A la faveur d’un débat dans le cadre du Festival de la littérature et du cinéma de la femme de Saïda, Yasmina Khadra a été interpelé sur plusieurs questions dont la première a porté sur l’adaptation de ses romans au cinéma. Il reconnait avoir été trahi mais il estime qu’il n’a pas le droit de s’immiscer dans le travail de l’artiste qui adapte une de ses ouvres.

C’est pour lui, juge-t-il, un honneur d’être adapté. Il affirme n’avoir pas été d’accord avec Alexandre Arcady (Ce que le jour doit à la nuit, 2012), Okacha Touita (Morituri, 2004), Ziad Douéry (L’attentat, 2012) et surtout pas avec Zabou Breitman (Les hirondelles de Kaboul, en film d’animation, 2019). «Ce dernier n’avait plus aucun rapport avec mon livre du fait de la suppression de son héroïne. Pour ma part, je préfère les mots, ils laissent libre notre imaginaire. Aux mots de nous suggérer nos propres images.

Le cinéma, c’est une dictature. Il nous impose ses images et ses personnages. Il nous impose tout.» Pour lui, les seuls réalisateurs qui ont respecté fidèlement l’œuvre adaptée, ce sont ceux du cinéma soviétique : «Dans l’adaptation des œuvres de Cholokov, par exemple, on perçoit jusqu’au point et la virgule. En conséquence, l’adaptation est toujours un danger en ce sens qu’adapter devrait être synonyme d’adopter, c’est à dire devenir le parent adoptif d’une œuvre.» Revenant à Alexandre Arkady, il souligne : «Il m’a invité en Tunisie lorsqu’il tournait Ce que le jour doit à la nuit. J’ai décliné en lui disant que ce n’est pas mon roman qu’il traduit en images, que je n’étais pas concerné car il travaille plutôt sur une adaptation toute personnelle de ce que j’ai écrit. Il n’empêche que je l’ai soutenu par la suite.

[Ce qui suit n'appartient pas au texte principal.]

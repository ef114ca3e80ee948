//
// Copyright (c) The yangtree Contributors
//
// SPDX-License-Identifier: MIT
//

//! A schema-driven, in-memory configuration/state tree engine for YANG
//! (RFC 7950), modelled on the wire formats and edit semantics of
//! NETCONF (RFC 6241) and RESTCONF (RFC 7951).
//!
//! The engine is built in layers, each in its own module:
//!
//! - [`schema`]: the immutable, `Rc`-shared schema tree YANG modules
//!   compile down to.
//! - [`value`]: parsing, canonicalisation, and comparison of leaf values
//!   against YANG's built-in types.
//! - [`key`]: canonical child-key computation, the engine's sole identity
//!   scheme for a child inside its parent.
//! - [`node`]: the data tree itself — [`node::Tree`] and its
//!   [`node::DataNode`] handles.
//! - [`path`]: the `Find`/`Get`/`Lookup` path grammar.
//! - [`edit`]: NETCONF-style `edit-config` semantics with atomic rollback.
//! - [`traverse`]: depth-bounded subtree walks and `FindAll`.
//! - [`codec`]: JSON (plain and RFC 7951), YAML, and XML marshalling and
//!   unmarshalling.

pub mod codec;
pub mod edit;
pub mod error;
pub mod key;
pub mod node;
pub mod path;
pub mod schema;
pub mod traverse;
pub mod value;

pub use error::{Error, ErrorKind, Result};
pub use node::{DataNode, InsertHint, NodeKind, Tree, TreeOptions};
pub use schema::{
    Cardinality, Constraint, OrderedBy, SchemaBuilder, SchemaNode, SchemaNodeKind, SchemaProvider,
    SharedSchemaProvider, StaticSchema,
};
pub use value::{TypeDescriptor, TypeKind, Value};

C’est ainsi que cela doit fonctionner. Moi, j’étais ravi de travailler avec Rachid Bouchareb même si je n’étais pas toujours d’accord avec lui (Yasmina Khadra a collaboré avec Bouchareb sur l’écriture de scénarii : NDLR). Il faut apprendre aux Algériens à travailler ensemble. Mais où est le compatriote qui a voulu adapter mes livres ? Moi, je ne vais pas leur courir après. Et quand les étrangers s’en saisissent, on me le reproche. Savez-vous que lorsque Les agneaux des seigneurs en 2001 est paru, il s’est présenté un Britannique me proposer une adaptation en deux versions.

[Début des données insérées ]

//
// Copyright (c) The yangtree Contributors
//
// SPDX-License-Identifier: MIT
//

//! Plain JSON and RFC 7951 JSON marshalling/unmarshalling (`spec.md` §4.6).
//! Which dialect is produced is controlled entirely by
//! [`CodecFlags::RFC7951`](super::CodecFlags::RFC7951): module
//! qualification of member keys and the string-vs-number wrapping of
//! 64-bit integers, decimal64, and bits both key off that one flag.

use serde_json::{json, Map, Value as JsonValue};
use tracing::debug;

use super::{member_key, should_skip, CodecFlags, CodecOptions, GenericValue};
use crate::edit::{self, EditOp};
use crate::error::{Error, ErrorKind, Result};
use crate::key;
use crate::node::DataNode;
use crate::schema::{SchemaNode, SchemaNodeKind};
use crate::value::{self, Value};

impl From<JsonValue> for GenericValue {
    fn from(v: JsonValue) -> Self {
        match v {
            JsonValue::Null => GenericValue::Null,
            JsonValue::Bool(b) => GenericValue::Bool(b),
            JsonValue::Number(n) => GenericValue::Number(n.to_string()),
            JsonValue::String(s) => GenericValue::String(s),
            JsonValue::Array(items) => {
                GenericValue::Array(items.into_iter().map(GenericValue::from).collect())
            }
            JsonValue::Object(members) => GenericValue::Object(
                members
                    .into_iter()
                    .map(|(k, v)| (k, GenericValue::from(v)))
                    .collect(),
            ),
        }
    }
}

fn encode_scalar(value: &Value, rfc7951: bool) -> JsonValue {
    match value {
        Value::Int8(v) => json!(*v),
        Value::Int16(v) => json!(*v),
        Value::Int32(v) => json!(*v),
        Value::Int64(v) => {
            if rfc7951 {
                json!(v.to_string())
            } else {
                json!(*v)
            }
        }
        Value::Uint8(v) => json!(*v),
        Value::Uint16(v) => json!(*v),
        Value::Uint32(v) => json!(*v),
        Value::Uint64(v) => {
            if rfc7951 {
                json!(v.to_string())
            } else {
                json!(*v)
            }
        }
        Value::Boolean(b) => json!(*b),
        Value::Empty => JsonValue::Null,
        Value::Union(inner) => encode_scalar(inner, rfc7951),
        // Decimal64, string, enumeration, bits, identityref, instance-identifier,
        // and binary are all carried as their canonical string form
        // regardless of dialect.
        other => json!(value::canonicalise(other)),
    }
}

fn encode_leaf_value(node: &DataNode, rfc7951: bool) -> Result<JsonValue> {
    let value = node
        .value()?
        .ok_or_else(|| Error::new(ErrorKind::BadElement, "leaf has no value").with_path(node.path()))?;
    Ok(encode_scalar(&value, rfc7951))
}

fn encode_branch(node: &DataNode, options: &CodecOptions) -> Result<JsonValue> {
    Ok(JsonValue::Object(encode_children(node, options)?))
}

/// Builds the RFC 7952 `@name` attribute object for `node`'s own metadata,
/// or `None` if it carries none.
fn metadata_object(node: &DataNode) -> Result<Option<JsonValue>> {
    let items = node.metadata()?;
    if items.is_empty() {
        return Ok(None);
    }
    let mut obj = Map::new();
    for (name, value) in items {
        obj.insert(name, JsonValue::String(value));
    }
    Ok(Some(JsonValue::Object(obj)))
}

fn encode_children(node: &DataNode, options: &CodecOptions) -> Result<Map<String, JsonValue>> {
    let rfc7951 = options.flags.contains(CodecFlags::RFC7951);
    let owner_module = node.schema().module_name().to_owned();
    let children = node.children()?;
    let mut obj = Map::new();
    let mut i = 0;
    while i < children.len() {
        let schema = children[i].schema();
        if should_skip(&schema, options.flags) {
            i += 1;
            continue;
        }
        let key = member_key(&schema, &owner_module, rfc7951);
        match schema.kind() {
            SchemaNodeKind::List => {
                let mut j = i;
                let mut entries = Vec::new();
                let mut attrs = Vec::new();
                let mut any_attrs = false;
                while j < children.len() && children[j].schema().qualified_name() == schema.qualified_name()
                {
                    if !should_skip(&children[j].schema(), options.flags) {
                        entries.push(encode_branch(&children[j], options)?);
                        if rfc7951 {
                            match metadata_object(&children[j])? {
                                Some(m) => {
                                    any_attrs = true;
                                    attrs.push(m);
                                }
                                None => attrs.push(JsonValue::Null),
                            }
                        }
                    }
                    j += 1;
                }
                obj.insert(key.clone(), JsonValue::Array(entries));
                if any_attrs {
                    obj.insert(format!("@{key}"), JsonValue::Array(attrs));
                }
                i = j;
            }
            SchemaNodeKind::LeafList => {
                let mut j = i;
                let mut entries = Vec::new();
                let mut attrs = Vec::new();
                let mut any_attrs = false;
                while j < children.len() && children[j].schema().qualified_name() == schema.qualified_name()
                {
                    entries.push(encode_leaf_value(&children[j], rfc7951)?);
                    if rfc7951 {
                        match metadata_object(&children[j])? {
                            Some(m) => {
                                any_attrs = true;
                                attrs.push(m);
                            }
                            None => attrs.push(JsonValue::Null),
                        }
                    }
                    j += 1;
                }
                obj.insert(key.clone(), JsonValue::Array(entries));
                if any_attrs {
                    obj.insert(format!("@{key}"), JsonValue::Array(attrs));
                }
                i = j;
            }
            SchemaNodeKind::Leaf => {
                obj.insert(key.clone(), encode_leaf_value(&children[i], rfc7951)?);
                if rfc7951 {
                    if let Some(m) = metadata_object(&children[i])? {
                        obj.insert(format!("@{key}"), m);
                    }
                }
                i += 1;
            }
            _ => {
                obj.insert(key.clone(), encode_branch(&children[i], options)?);
                if rfc7951 {
                    if let Some(m) = metadata_object(&children[i])? {
                        obj.insert(format!("@{key}"), m);
                    }
                }
                i += 1;
            }
        }
    }
    Ok(obj)
}

/// Applies RFC 7952 `@name` metadata members onto the tree nodes `unmarshal`
/// just created or merged. Kept as a pass separate from `decode_member`
/// (which only produces structural [`crate::edit::EditNode`]s) because
/// metadata is a presentation-layer concern attached after the fact via
/// [`DataNode::add_metadata`], not part of the edit itself.
fn apply_metadata(
    schema_parent: &SchemaNode,
    node_parent: &DataNode,
    members: &[(String, GenericValue)],
) -> Result<()> {
    for (name, value) in members {
        if name.starts_with('@') {
            continue;
        }
        let local = super::strip_module_prefix(name);
        let schema = match schema_parent.child(local) {
            Some(s) => s.clone(),
            None => continue,
        };
        let attr_key = format!("@{name}");
        let attrs = members.iter().find(|(n, _)| n == &attr_key).map(|(_, v)| v);
        match schema.kind() {
            SchemaNodeKind::Leaf => {
                if let (Some(GenericValue::Object(pairs)), Some(node)) =
                    (attrs, node_parent.child(&key::container_key(local))?)
                {
                    for (attr_name, attr_value) in pairs {
                        node.add_metadata(attr_name.clone(), attr_value.as_scalar_string(&schema)?)?;
                    }
                }
            }
            SchemaNodeKind::LeafList => {
                let attr_items = match attrs {
                    Some(GenericValue::Array(a)) => a.as_slice(),
                    _ => continue,
                };
                let group: Vec<DataNode> = node_parent
                    .children()?
                    .into_iter()
                    .filter(|c| c.schema().qualified_name() == schema.qualified_name())
                    .collect();
                for (entry, attr_value) in group.iter().zip(attr_items.iter()) {
                    if let GenericValue::Object(pairs) = attr_value {
                        for (attr_name, attr_val) in pairs {
                            entry.add_metadata(attr_name.clone(), attr_val.as_scalar_string(&schema)?)?;
                        }
                    }
                }
            }
            SchemaNodeKind::List => {
                let entries = match value {
                    GenericValue::Array(e) => e,
                    _ => continue,
                };
                let attr_items = match attrs {
                    Some(GenericValue::Array(a)) => Some(a.as_slice()),
                    _ => None,
                };
                let group: Vec<DataNode> = node_parent
                    .children()?
                    .into_iter()
                    .filter(|c| c.schema().qualified_name() == schema.qualified_name())
                    .collect();
                for (idx, entry_value) in entries.iter().enumerate() {
                    let node_entry = match group.get(idx) {
                        Some(n) => n,
                        None => continue,
                    };
                    if let Some(GenericValue::Object(pairs)) = attr_items.and_then(|a| a.get(idx)) {
                        for (attr_name, attr_val) in pairs {
                            node_entry.add_metadata(attr_name.clone(), attr_val.as_scalar_string(&schema)?)?;
                        }
                    }
                    if let GenericValue::Object(inner_members) = entry_value {
                        apply_metadata(&schema, node_entry, inner_members)?;
                    }
                }
            }
            _ => {
                if let GenericValue::Object(inner_members) = value {
                    if let Some(node) = node_parent.child(&key::container_key(local))? {
                        if let Some(GenericValue::Object(pairs)) = attrs {
                            for (attr_name, attr_val) in pairs {
                                node.add_metadata(attr_name.clone(), attr_val.as_scalar_string(&schema)?)?;
                            }
                        }
                        apply_metadata(&schema, &node, inner_members)?;
                    }
                }
            }
        }
    }
    Ok(())
}

/// Marshals `node` (typically a tree's root) to a JSON document. The
/// outermost key has no real owning module to compare against, so it is
/// always qualified under RFC 7951 (`spec.md` §4.6, "module-qualification")
/// — `member_key` is given an owner that cannot equal any real module.
pub fn marshal(node: &DataNode, options: &CodecOptions) -> Result<String> {
    debug!(path = %node.path(), "marshalling to JSON");
    let schema = node.schema();
    let key = member_key(&schema, "", options.flags.contains(CodecFlags::RFC7951));
    let mut root = Map::new();
    root.insert(key, encode_branch(node, options)?);
    let root = JsonValue::Object(root);
    if options.indent_width == 0 {
        return serde_json::to_string(&root)
            .map_err(|e| Error::new(ErrorKind::OperationFailed, e.to_string()));
    }
    let indent = format!("{}{}", options.indent_prefix, " ".repeat(options.indent_width));
    let formatter = serde_json::ser::PrettyFormatter::with_indent(indent.as_bytes());
    let mut buf = Vec::new();
    let mut ser = serde_json::Serializer::with_formatter(&mut buf, formatter);
    serde::Serialize::serialize(&root, &mut ser)
        .map_err(|e| Error::new(ErrorKind::OperationFailed, e.to_string()))?;
    String::from_utf8(buf).map_err(|e| Error::new(ErrorKind::OperationFailed, e.to_string()))
}

/// Parses `input` and merges it onto `parent` (typically a tree's root).
/// The document's single top-level key names `parent` itself (mirroring
/// the module-qualified wrapper `marshal` emits) rather than one of its
/// children; its object value's members are what get resolved against
/// `schema_root`'s children. Unknown keys fail `UnknownElement`;
/// type-mismatched scalars fail `InvalidValue` through the Typed Value
/// Layer (`spec.md` §4.6).
pub fn unmarshal(
    parent: &DataNode,
    schema_root: &SchemaNode,
    input: &str,
    flags: CodecFlags,
) -> Result<()> {
    debug!(path = %parent.path(), "unmarshalling JSON");
    let parsed: JsonValue = serde_json::from_str(input)
        .map_err(|e| Error::new(ErrorKind::BadElement, format!("invalid JSON: {e}")))?;
    let mut members = match parsed {
        JsonValue::Object(m) if m.len() == 1 => m
            .into_iter()
            .map(|(k, v)| (k, GenericValue::from(v)))
            .collect::<Vec<_>>(),
        JsonValue::Object(_) => {
            return Err(Error::new(
                ErrorKind::BadElement,
                "top-level JSON object must have exactly one member naming the document root",
            ))
        }
        _ => {
            return Err(Error::new(
                ErrorKind::BadElement,
                "top-level JSON value must be an object",
            ))
        }
    };
    let (root_key, root_value) = members.remove(0);
    if super::strip_module_prefix(&root_key) != schema_root.local_name() {
        return Err(Error::new(
            ErrorKind::UnknownElement,
            format!("expected document root '{}', found '{root_key}'", schema_root.local_name()),
        ));
    }
    let inner_members = match root_value {
        GenericValue::Object(m) => m,
        _ => {
            return Err(Error::new(
                ErrorKind::BadElement,
                "document root value must be an object",
            ))
        }
    };
    let edits = super::decode_root_members(schema_root, &inner_members, flags)?;
    for change in edits {
        edit::edit(parent, change, EditOp::Merge)?;
    }
    if flags.contains(CodecFlags::RFC7951) {
        apply_metadata(schema_root, parent, &inner_members)?;
    }
    Ok(())
}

Il avait même le nom d’un comédien iranien pour tête d’affiche.

Lorsque je suis venu au Salon du livre d’Alger, un réalisateur algérien dont je tairai le nom et qui avait réalisé un petit film qui avait fait du bruit est venu me supplier de lui en accorder l’adaptation au motif que le sujet est algérien et qu’il y avait intérêt à ce que ce soit un Algérien qui le réalise. J’ai alors rompu avec le Britannique. Mais lorsque la liste des films à produire par l’Algérie, le nom du réalisateur est sorti avec le titre d’un autre film. Depuis, j’ai décidé d’agir autrement. Bien entendu, j’accorderai la primauté à un compatriote mais c’est à lui de se présenter le premier. Nous avons à prouver aux autres qu’entre Algériens, nous pouvons produire de belles choses.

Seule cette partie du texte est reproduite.